* [Your task]
Your answer must be the lines of the entries below, exactly as written, from the first line through the line containing "pub const MAX: u8 = 3;".
BEGIN Records provided
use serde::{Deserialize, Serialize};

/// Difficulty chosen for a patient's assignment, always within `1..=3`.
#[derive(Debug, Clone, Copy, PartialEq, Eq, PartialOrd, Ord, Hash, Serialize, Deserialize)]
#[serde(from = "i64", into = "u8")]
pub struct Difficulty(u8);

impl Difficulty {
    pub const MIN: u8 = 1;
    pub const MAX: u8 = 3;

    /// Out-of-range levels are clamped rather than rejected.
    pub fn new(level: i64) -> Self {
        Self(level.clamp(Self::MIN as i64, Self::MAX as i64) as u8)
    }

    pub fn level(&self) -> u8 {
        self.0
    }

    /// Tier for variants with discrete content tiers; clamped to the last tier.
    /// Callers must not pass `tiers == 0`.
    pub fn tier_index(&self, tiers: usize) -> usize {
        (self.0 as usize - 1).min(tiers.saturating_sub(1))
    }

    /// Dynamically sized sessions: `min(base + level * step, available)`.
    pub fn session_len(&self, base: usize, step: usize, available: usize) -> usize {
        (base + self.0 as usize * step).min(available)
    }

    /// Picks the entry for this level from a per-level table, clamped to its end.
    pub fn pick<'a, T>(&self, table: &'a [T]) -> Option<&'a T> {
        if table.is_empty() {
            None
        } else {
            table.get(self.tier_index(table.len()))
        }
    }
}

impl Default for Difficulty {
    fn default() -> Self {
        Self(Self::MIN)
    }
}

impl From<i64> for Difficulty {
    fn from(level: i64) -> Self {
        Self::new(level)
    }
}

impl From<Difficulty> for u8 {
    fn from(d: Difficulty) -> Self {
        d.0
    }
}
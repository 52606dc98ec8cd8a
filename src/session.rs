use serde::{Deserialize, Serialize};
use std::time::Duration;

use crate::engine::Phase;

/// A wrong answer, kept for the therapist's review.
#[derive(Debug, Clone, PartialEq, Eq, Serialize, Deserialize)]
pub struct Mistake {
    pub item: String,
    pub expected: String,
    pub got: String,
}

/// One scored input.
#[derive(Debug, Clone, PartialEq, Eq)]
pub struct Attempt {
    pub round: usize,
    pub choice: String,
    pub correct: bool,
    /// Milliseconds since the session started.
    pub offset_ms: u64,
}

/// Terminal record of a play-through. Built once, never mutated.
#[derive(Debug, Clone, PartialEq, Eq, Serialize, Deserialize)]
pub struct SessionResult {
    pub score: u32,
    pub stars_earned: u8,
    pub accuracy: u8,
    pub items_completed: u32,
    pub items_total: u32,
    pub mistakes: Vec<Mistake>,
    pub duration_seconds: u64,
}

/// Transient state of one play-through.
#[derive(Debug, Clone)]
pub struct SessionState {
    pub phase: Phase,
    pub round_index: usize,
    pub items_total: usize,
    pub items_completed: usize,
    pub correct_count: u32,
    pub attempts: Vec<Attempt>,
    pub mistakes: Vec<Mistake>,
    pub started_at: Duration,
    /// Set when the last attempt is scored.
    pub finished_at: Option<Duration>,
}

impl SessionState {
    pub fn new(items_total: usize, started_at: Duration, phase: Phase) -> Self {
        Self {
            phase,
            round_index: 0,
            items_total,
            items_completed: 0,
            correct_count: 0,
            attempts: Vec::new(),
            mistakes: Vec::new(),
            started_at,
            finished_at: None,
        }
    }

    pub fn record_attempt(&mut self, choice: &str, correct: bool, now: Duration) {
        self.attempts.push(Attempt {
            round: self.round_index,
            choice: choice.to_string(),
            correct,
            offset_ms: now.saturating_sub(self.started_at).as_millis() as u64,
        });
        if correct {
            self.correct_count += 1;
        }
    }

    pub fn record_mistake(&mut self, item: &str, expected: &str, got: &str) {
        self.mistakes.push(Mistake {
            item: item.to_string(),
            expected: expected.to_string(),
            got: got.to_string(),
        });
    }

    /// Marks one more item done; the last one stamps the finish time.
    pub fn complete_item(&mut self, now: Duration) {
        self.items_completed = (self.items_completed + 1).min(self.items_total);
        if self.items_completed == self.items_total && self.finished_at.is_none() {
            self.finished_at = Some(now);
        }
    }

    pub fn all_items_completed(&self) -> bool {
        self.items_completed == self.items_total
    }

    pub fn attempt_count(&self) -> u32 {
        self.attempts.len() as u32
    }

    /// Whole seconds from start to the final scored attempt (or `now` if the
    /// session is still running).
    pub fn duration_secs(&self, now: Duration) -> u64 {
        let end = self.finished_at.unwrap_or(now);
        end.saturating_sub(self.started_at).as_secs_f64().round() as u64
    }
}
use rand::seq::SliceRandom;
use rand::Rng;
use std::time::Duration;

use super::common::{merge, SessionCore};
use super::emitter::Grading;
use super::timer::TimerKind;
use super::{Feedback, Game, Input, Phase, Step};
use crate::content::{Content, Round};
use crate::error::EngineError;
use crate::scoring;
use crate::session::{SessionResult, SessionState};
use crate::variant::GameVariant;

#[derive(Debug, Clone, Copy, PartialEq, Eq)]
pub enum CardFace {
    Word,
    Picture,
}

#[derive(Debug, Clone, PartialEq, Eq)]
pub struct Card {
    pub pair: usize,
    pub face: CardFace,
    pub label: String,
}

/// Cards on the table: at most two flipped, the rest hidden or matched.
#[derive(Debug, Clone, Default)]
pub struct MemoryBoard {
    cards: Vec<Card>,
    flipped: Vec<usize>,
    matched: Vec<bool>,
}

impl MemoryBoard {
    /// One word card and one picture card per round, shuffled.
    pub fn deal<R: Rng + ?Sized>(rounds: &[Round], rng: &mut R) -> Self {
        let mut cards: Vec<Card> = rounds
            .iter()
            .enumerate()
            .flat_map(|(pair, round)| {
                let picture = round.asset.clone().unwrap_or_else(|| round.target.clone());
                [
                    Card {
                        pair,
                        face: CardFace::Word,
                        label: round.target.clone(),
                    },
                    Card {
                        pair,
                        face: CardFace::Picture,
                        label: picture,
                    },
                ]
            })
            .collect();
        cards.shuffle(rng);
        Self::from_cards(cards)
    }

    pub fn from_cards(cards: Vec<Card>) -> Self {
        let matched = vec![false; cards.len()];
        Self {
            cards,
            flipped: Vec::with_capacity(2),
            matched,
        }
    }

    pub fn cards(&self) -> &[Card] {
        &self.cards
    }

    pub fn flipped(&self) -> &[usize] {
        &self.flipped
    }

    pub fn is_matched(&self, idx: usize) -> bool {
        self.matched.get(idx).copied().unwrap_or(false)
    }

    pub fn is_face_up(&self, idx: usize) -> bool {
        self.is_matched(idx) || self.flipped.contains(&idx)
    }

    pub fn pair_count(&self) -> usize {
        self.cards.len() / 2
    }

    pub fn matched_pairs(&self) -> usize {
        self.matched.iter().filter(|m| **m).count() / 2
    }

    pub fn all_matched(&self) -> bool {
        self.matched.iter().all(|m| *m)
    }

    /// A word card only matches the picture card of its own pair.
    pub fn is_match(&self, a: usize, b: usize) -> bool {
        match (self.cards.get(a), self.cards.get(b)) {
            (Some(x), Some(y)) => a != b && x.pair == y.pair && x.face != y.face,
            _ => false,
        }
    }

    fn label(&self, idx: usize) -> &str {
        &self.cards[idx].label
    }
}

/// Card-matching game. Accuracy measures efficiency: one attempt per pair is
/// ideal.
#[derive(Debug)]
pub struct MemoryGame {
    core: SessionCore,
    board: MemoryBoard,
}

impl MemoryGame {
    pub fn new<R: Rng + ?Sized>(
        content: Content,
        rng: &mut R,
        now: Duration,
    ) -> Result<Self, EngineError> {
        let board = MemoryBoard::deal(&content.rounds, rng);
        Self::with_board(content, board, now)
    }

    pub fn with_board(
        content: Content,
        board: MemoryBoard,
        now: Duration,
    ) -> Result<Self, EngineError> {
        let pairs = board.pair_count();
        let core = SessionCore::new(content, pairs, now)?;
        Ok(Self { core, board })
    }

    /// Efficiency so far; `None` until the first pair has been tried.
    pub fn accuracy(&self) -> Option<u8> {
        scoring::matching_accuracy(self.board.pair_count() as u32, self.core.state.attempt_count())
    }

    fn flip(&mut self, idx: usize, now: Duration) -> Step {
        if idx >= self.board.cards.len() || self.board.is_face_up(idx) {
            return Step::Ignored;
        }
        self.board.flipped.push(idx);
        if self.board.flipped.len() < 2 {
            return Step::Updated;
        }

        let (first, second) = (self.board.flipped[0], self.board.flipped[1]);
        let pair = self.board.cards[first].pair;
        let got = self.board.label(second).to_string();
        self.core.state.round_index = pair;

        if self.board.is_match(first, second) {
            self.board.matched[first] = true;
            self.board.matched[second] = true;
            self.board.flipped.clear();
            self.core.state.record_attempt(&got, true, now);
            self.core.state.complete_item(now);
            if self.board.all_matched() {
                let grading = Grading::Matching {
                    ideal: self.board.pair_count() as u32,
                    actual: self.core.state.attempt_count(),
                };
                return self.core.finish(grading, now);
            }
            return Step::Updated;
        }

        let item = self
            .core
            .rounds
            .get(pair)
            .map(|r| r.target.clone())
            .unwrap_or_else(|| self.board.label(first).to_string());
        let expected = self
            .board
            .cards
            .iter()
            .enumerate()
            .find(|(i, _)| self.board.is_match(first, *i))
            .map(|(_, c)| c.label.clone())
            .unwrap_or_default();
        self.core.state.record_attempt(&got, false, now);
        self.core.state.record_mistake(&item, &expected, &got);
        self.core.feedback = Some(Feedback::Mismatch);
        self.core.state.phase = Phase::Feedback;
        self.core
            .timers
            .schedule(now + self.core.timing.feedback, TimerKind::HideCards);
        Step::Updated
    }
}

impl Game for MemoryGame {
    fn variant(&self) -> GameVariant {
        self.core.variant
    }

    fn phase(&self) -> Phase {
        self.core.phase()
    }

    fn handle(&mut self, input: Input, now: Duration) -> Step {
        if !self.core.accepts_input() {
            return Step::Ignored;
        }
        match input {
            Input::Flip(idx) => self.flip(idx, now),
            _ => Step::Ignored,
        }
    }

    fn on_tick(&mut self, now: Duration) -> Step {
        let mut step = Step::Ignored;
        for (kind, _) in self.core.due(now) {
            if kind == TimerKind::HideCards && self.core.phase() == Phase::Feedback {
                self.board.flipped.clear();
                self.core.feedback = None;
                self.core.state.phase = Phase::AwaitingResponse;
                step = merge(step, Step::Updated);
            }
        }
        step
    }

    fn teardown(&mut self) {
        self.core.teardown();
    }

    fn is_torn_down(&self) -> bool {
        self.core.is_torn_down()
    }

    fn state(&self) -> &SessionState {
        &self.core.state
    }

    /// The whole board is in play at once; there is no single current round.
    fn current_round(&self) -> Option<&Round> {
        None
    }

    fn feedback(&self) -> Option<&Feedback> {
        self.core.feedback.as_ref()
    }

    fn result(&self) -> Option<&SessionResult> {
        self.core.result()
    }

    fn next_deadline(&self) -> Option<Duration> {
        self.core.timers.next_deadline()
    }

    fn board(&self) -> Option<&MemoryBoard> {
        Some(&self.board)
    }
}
END Records provided
* [Result of this task]
use serde::{Deserialize, Serialize};

/// Difficulty chosen for a patient's assignment, always within `1..=3`.
#[derive(Debug, Clone, Copy, PartialEq, Eq, PartialOrd, Ord, Hash, Serialize, Deserialize)]
#[serde(from = "i64", into = "u8")]
pub struct Difficulty(u8);

impl Difficulty {
    pub const MIN: u8 = 1;
    pub const MAX: u8 = 3;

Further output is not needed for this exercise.